## Task description
Write the records below out again. Match them exactly.

## Data under study
══════
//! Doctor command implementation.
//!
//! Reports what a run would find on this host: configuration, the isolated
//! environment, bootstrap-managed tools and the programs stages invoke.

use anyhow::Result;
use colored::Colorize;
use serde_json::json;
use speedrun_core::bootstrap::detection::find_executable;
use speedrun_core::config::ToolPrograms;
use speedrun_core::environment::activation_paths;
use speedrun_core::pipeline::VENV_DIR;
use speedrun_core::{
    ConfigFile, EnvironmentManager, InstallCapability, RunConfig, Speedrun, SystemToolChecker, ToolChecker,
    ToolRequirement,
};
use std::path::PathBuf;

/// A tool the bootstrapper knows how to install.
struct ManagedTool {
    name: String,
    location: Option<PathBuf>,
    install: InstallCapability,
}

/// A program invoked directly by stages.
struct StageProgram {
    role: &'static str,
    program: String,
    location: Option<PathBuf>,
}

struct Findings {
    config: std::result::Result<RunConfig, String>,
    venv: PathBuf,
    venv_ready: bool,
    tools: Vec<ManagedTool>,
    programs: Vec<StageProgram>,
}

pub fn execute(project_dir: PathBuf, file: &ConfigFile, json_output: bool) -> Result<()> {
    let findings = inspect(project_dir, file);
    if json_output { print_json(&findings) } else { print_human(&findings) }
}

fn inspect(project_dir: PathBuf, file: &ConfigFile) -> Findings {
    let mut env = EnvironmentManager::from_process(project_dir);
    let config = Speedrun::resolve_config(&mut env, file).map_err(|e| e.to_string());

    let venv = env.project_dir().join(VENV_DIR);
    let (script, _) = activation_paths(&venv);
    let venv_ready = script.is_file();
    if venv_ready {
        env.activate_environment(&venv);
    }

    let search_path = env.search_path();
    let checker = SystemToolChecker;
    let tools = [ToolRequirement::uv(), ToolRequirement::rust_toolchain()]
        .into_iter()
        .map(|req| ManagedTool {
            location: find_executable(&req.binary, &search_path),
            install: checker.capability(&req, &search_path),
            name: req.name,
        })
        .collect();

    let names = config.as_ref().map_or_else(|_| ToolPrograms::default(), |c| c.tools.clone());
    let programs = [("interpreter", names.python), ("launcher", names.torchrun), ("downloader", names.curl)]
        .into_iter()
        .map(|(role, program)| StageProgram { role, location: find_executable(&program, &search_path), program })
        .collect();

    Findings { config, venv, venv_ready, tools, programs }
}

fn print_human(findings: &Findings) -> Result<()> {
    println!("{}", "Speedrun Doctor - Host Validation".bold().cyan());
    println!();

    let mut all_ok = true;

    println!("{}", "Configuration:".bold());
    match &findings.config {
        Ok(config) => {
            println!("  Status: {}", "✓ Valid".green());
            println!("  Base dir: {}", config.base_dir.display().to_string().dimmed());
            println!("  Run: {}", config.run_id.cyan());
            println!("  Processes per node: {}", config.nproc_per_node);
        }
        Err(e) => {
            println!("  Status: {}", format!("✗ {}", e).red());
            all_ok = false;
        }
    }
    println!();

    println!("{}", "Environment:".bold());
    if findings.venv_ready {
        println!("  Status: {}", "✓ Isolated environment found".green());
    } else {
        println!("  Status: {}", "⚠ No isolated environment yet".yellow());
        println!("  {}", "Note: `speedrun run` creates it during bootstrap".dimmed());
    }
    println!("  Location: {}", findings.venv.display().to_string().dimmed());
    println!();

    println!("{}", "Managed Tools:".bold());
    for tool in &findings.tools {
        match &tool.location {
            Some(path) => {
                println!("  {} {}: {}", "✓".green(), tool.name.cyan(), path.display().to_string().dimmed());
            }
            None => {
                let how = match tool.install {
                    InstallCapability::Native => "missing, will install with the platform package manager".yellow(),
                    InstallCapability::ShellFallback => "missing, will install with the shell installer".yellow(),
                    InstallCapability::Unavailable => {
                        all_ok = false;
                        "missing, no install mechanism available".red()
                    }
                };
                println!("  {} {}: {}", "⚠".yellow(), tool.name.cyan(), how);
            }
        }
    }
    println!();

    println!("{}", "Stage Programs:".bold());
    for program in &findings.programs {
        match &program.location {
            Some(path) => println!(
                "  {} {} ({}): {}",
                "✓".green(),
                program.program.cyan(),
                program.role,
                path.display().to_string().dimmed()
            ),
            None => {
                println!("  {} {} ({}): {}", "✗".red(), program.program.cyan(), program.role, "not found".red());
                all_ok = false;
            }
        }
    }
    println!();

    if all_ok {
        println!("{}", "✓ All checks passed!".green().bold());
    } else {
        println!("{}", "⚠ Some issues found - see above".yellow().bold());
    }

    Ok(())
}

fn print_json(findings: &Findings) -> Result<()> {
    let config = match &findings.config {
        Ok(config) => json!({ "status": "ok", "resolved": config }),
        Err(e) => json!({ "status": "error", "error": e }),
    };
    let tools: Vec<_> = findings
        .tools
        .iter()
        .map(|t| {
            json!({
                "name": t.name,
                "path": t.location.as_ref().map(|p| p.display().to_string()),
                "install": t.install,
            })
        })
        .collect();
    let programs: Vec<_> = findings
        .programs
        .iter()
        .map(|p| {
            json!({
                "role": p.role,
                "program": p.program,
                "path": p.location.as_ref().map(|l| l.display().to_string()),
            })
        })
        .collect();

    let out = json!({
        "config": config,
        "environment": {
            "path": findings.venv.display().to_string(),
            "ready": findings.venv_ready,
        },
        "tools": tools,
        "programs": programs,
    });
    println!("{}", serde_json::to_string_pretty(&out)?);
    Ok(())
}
══════
## Answer to this exercise
//! Doctor command implementation.
//!
//! Reports what a run would find on this host: configuration, the isolated
//! environment, bootstrap-managed tools and the programs stages invoke.

use anyhow::Result;
use colored::Colorize;
use serde_json::json;
use speedrun_core::bootstrap::detection::find_executable;
use speedrun_core::config::ToolPrograms;
use speedrun_core::environment::activation_paths;
use speedrun_core::pipeline::VENV_DIR;
use speedrun_core::{
    ConfigFile, EnvironmentManager, InstallCapability, RunConfig, Speedrun, SystemToolChecker, ToolChecker,
    ToolRequirement,
};
use std::path::PathBuf;

/// A tool the bootstrapper knows how to install.
struct ManagedTool {
    name: String,
    location: Option<PathBuf>,
    install: InstallCapability,
}

/// A program invoked directly by stages.
struct StageProgram {
    role: &'static str,
    program: String,
    location: Option<PathBuf>,
}

struct Findings {
    config: std::result::Result<RunConfig, String>,
    venv: PathBuf,
    venv_ready: bool,
    tools: Vec<ManagedTool>,
    programs: Vec<StageProgram>,
}

pub fn execute(project_dir: PathBuf, file: &ConfigFile, json_output: bool) -> Result<()> {
    let findings = inspect(project_dir, file);
    if json_output { print_json(&findings) } else { print_human(&findings) }
}

fn inspect(project_dir: PathBuf, file: &ConfigFile) -> Findings {
    let mut env = EnvironmentManager::from_process(project_dir);
    let config = Speedrun::resolve_config(&mut env, file).map_err(|e| e.to_string());

    let venv = env.project_dir().join(VENV_DIR);
    let (script, _) = activation_paths(&venv);
    let venv_ready = script.is_file();
    if venv_ready {
        env.activate_environment(&venv);
    }

    let search_path = env.search_path();
    let checker = SystemToolChecker;
    let tools = [ToolRequirement::uv(), ToolRequirement::rust_toolchain()]
        .into_iter()
        .map(|req| ManagedTool {
            location: find_executable(&req.binary, &search_path),
            install: checker.capability(&req, &search_path),
            name: req.name,
        })
        .collect();

    let names = config.as_ref().map_or_else(|_| ToolPrograms::default(), |c| c.tools.clone());
    let programs = [("interpreter", names.python), ("launcher", names.torchrun), ("downloader", names.curl)]
        .into_iter()
        .map(|(role, program)| StageProgram { role, location: find_executable(&program, &search_path), program })
        .collect();

    Findings { config, venv, venv_ready, tools, programs }
}

fn print_human(findings: &Findings) -> Result<()> {
    println!("{}", "Speedrun Doctor - Host Validation".bold().cyan());
    println!();

    let mut all_ok = true;

    println!("{}", "Configuration:".bold());
    match &findings.config {
        Ok(config) => {
            println!("  Status: {}", "✓ Valid".green());
            println!("  Base dir: {}", config.base_dir.display().to_string().dimmed());
            println!("  Run: {}", config.run_id.cyan());
            println!("  Processes per node: {}", config.nproc_per_node);
        }
        Err(e) => {
            println!("  Status: {}", format!("✗ {}", e).red());
            all_ok = false;
        }
    }
    println!();

    println!("{}", "Environment:".bold());
    if findings.venv_ready {
        println!("  Status: {}", "✓ Isolated environment found".green());
    } else {
        println!("  Status: {}", "⚠ No isolated environment yet".yellow());
        println!("  {}", "Note: `speedrun run` creates it during bootstrap".dimmed());
    }
    println!("  Location: {}", findings.venv.display().to_string().dimmed());
    println!();

    println!("{}", "Managed Tools:".bold());
    for tool in &findings.tools {
        match &tool.location {
            Some(path) => {
                println!("  {} {}: {}", "✓".green(), tool.name.cyan(), path.display().to_string().dimmed());
            }
            None => {
                let how = match tool.install {
                    InstallCapability::Native => "missing, will install with the platform package manager".yellow(),
                    InstallCapability::ShellFallback => "missing, will install with the shell installer".yellow(),
                    InstallCapability::Unavailable => {
                        all_ok = false;
                        "missing, no install mechanism available".red()
                    }
                };
                println!("  {} {}: {}", "⚠".yellow(), tool.name.cyan(), how);
            }
        }
    }
    println!();

    println!("{}", "Stage Programs:".bold());
    for program in &findings.programs {
        match &program.location {
            Some(path) => println!(
                "  {} {} ({}): {}",
                "✓".green(),
                program.program.cyan(),
                program.role,
                path.display().to_string().dimmed()
            ),
            None => {
                println!("  {} {} ({}): {}", "✗".red(), program.program.cyan(), program.role, "not found".red());
                all_ok = false;
            }
        }
    }
    println!();

    if all_ok {
        println!("{}", "✓ All checks passed!".green().bold());
    } else {
        println!("{}", "⚠ Some issues found - see above".yellow().bold());
    }

    Ok(())
}

fn print_json(findings: &Findings) -> Result<()> {
    let config = match &findings.config {
        Ok(config) => json!({ "status": "ok", "resolved": config }),
        Err(e) => json!({ "status": "error", "error": e }),
    };
    let tools: Vec<_> = findings
        .tools
        .iter()
        .map(|t| {
            json!({
                "name": t.name,
                "path": t.location.as_ref().map(|p| p.display().to_string()),
                "install": t.install,
            })
        })
        .collect();
    let programs: Vec<_> = findings
        .programs
        .iter()
        .map(|p| {
            json!({
                "role": p.role,
                "program": p.program,
                "path": p.location.as_ref().map(|l| l.display().to_string()),
            })
        })
        .collect();

    let out = json!({
        "config": config,
        "environment": {
            "path": findings.venv.display().to_string(),
            "ready": findings.venv_ready,
        },
        "tools": tools,
        "programs": programs,
    });
    println!("{}", serde_json::to_string_pretty(&out)?);
    Ok(())
}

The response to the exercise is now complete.